Spin addressed himself to his turkey and corn.
“You’re a Mohawk?” Travis asked him, surprised and curious. “The ones that build bridges?”
“Some of ’em used to,” Spin muttered.
“His mother’s father was in high steel,” Melinda said brightly. “He told me his grandfather worked on the World Trade Center.”
“Tallest buildings in the world, in those days,” Travis said. Spin didn’t answer. “Maybe that’s why you’re not afraid of high places,” Travis mumbled, masticating his broccoli.
“Exactly what my mom used to say.”
&nb
sp; Travis looked up and was surprised to find Spin glaring at him in naked anger. Travis shrugged. “Hey, I didn’t—”
“Forget it,” Spin said.
Travis was glad to.
Linwood entered the room. A few seconds later, Robin joined them. Waiting for Linwood to assemble his dinner, which he was doing silently and deliberately, Robin turned to Travis. “Looked to me like you got in some good observation runs today.”
“Oh, we’ll drown ’em down there in tonight’s data dump.”
Melinda peered at him. “I’ve been studying the spectra associated with the two hemispheres of the asteroid,” she said, too casually. “Which as you’ve frequently briefed us is one of its problematic features. I was wondering if you have an explanation yet, Professor?”
Travis cocked an eyebrow. Most of his instrument readings could be monitored from the bridge and from NAVCOM, but he didn’t know Melinda was tuned in. “Kinda soon to pick one explanation.”
“Impact ejecta,” she said firmly. “Looks pretty obvious.”
“Well, that’s certainly a good possibility.”
“Want to bet on it?” I-can-do-anything-better-than-you-can, said her smirk, including your job.
“If you’ll handicap me,” Travis said.
“What?”
“Define your terms. Are you really betting that the color difference is due solely to matter from a foreign object distributed over the surface?”
“Sure. Except for the one pole, we’re looking at a classic carbonaceous chondritic albedo and spectrum…”
“One hemisphere matches the classic C1 meteorite curve,” Travis agreed. “And the other’s a little redder, more like what we see in the Trojan asteroids. Are you sure this thing is a rock? Maybe it’s a ball of ice covered with organic sludge, or a pile of loose gravel left over from a burnt-out comet. What about that odd trajectory—where did the thing come from? Is it from the inner solar system or the outer?”
Melinda opened her mouth, but no sound came out.

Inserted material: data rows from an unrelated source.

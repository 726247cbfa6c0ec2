//! Drizzle table definition emitter.

use crate::schema::{Column, LogicalType, Schema, Table};

const IMPORT: &str = "import { pgTable, varchar, serial, boolean, timestamp, decimal, jsonb } from 'drizzle-orm/pg-core';\n";

/// Render Drizzle table definitions: a fixed import line followed by one
/// exported `pgTable` constant per table. An empty schema yields the
/// import line alone.
pub fn generate_drizzle(schema: &Schema) -> String {
    let mut output = String::from(IMPORT);

    for table in &schema.tables {
        output.push('\n');
        render_table(&mut output, table);
    }

    output
}

fn render_table(output: &mut String, table: &Table) {
    output.push_str(&format!(
        "export const {} = pgTable('{}', {{\n",
        table.name, table.name
    ));

    for col in &table.columns {
        output.push_str(&format!("  {}: {}", col.name, column_builder(col)));
        if col.is_primary_key {
            output.push_str(".primaryKey()");
        }
        if !col.nullable {
            output.push_str(".notNull()");
        }
        output.push_str(",\n");
    }

    output.push_str("});\n");
}

/// Constructor call per logical type. The branch lives here rather than
/// in the type map because each arm picks a call chain with its own
/// defaulting, not a bare token.
fn column_builder(col: &Column) -> &'static str {
    match col.typ {
        LogicalType::String => "varchar(255)",
        // Integer columns always map to auto-incrementing serial, even
        // outside primary keys.
        LogicalType::Integer => "serial()",
        LogicalType::Boolean => "boolean()",
        LogicalType::Timestamp => "timestamp().defaultNow()",
        LogicalType::Decimal => "decimal('10,2')",
        LogicalType::Json => "jsonb()",
        _ => "varchar(255)",
    }
}
use schemagen::codegen::{generate_all, generate_one, OutputFormat};
use schemagen::schema::Schema;
use schemagen::validate::{validate, Severity};
use std::env;
use std::fs;
use std::process;

fn main() {
    let args: Vec<String> = env::args().collect();

    if args.len() < 2 {
        eprintln!("Usage: {} <schema.json> [options]", args[0]);
        eprintln!();
        eprintln!("Options:");
        eprintln!("  -o, --output <file>   Output file (default: stdout)");
        eprintln!("  -f, --format <fmt>    postgresql, mysql, sqlite, prisma, drizzle");
        eprintln!("                        (default: all formats as JSON)");
        process::exit(1);
    }

    let input_path = &args[1];
    let mut output_path: Option<String> = None;
    let mut format: Option<OutputFormat> = None;

    let mut i = 2;
    while i < args.len() {
        match args[i].as_str() {
            "-o" | "--output" => {
                i += 1;
                if i < args.len() {
                    output_path = Some(args[i].clone());
                }
            }
            "-f" | "--format" => {
                i += 1;
                if i < args.len() {
                    format = Some(OutputFormat::from_str(&args[i]).unwrap_or_else(|| {
                        eprintln!("Invalid format: {}", args[i]);
                        process::exit(1);
                    }));
                }
            }
            _ => {
                eprintln!("Unknown option: {}", args[i]);
                process::exit(1);
            }
        }
        i += 1;
    }

    let input = match fs::read_to_string(input_path) {
        Ok(s) => s,
        Err(e) => {
            eprintln!("Failed to read {}: {}", input_path, e);
            process::exit(1);
        }
    };

    let schema = match Schema::from_json(&input) {
        Ok(s) => s,
        Err(e) => {
            eprintln!("Schema error: {}", e);
            process::exit(1);
        }
    };

    let problems = validate(&schema);
    for problem in &problems {
        eprintln!("{}", problem);
    }
    if problems.iter().any(|p| p.severity == Severity::Error) {
        process::exit(1);
    }

    let output = match format {
        Some(format) => generate_one(&schema, format),
        None => match serde_json::to_string_pretty(&generate_all(&schema)) {
            Ok(s) => s,
            Err(e) => {
                eprintln!("Failed to serialize output: {}", e);
                process::exit(1);
            }
        },
    };

    match output_path {
        Some(path) => {
            if let Err(e) = fs::write(&path, &output) {
                eprintln!("Failed to write {}: {}", path, e);
                process::exit(1);
            }
        }
        None => print!("{}", output),
    }
}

“Assume it’s an ordinary carbonaceous chondritic asteroid,” Travis continued, ticking off the possibilities. “Nobody’s ever seen the inside of one, you know. No one dug holes on Phobos and Deimos. If the red stuff isn’t from an impacting foreign body, could it be due to subsurface material distributed by the impact? Or partially to subsurface material exposed by the impact, perhaps—red ice, for example? Or to a molten flow following impact—red lava, for example? Or to outgassing of some internal substance? Some of the above? All of the above? Make a choice, you got a bet.”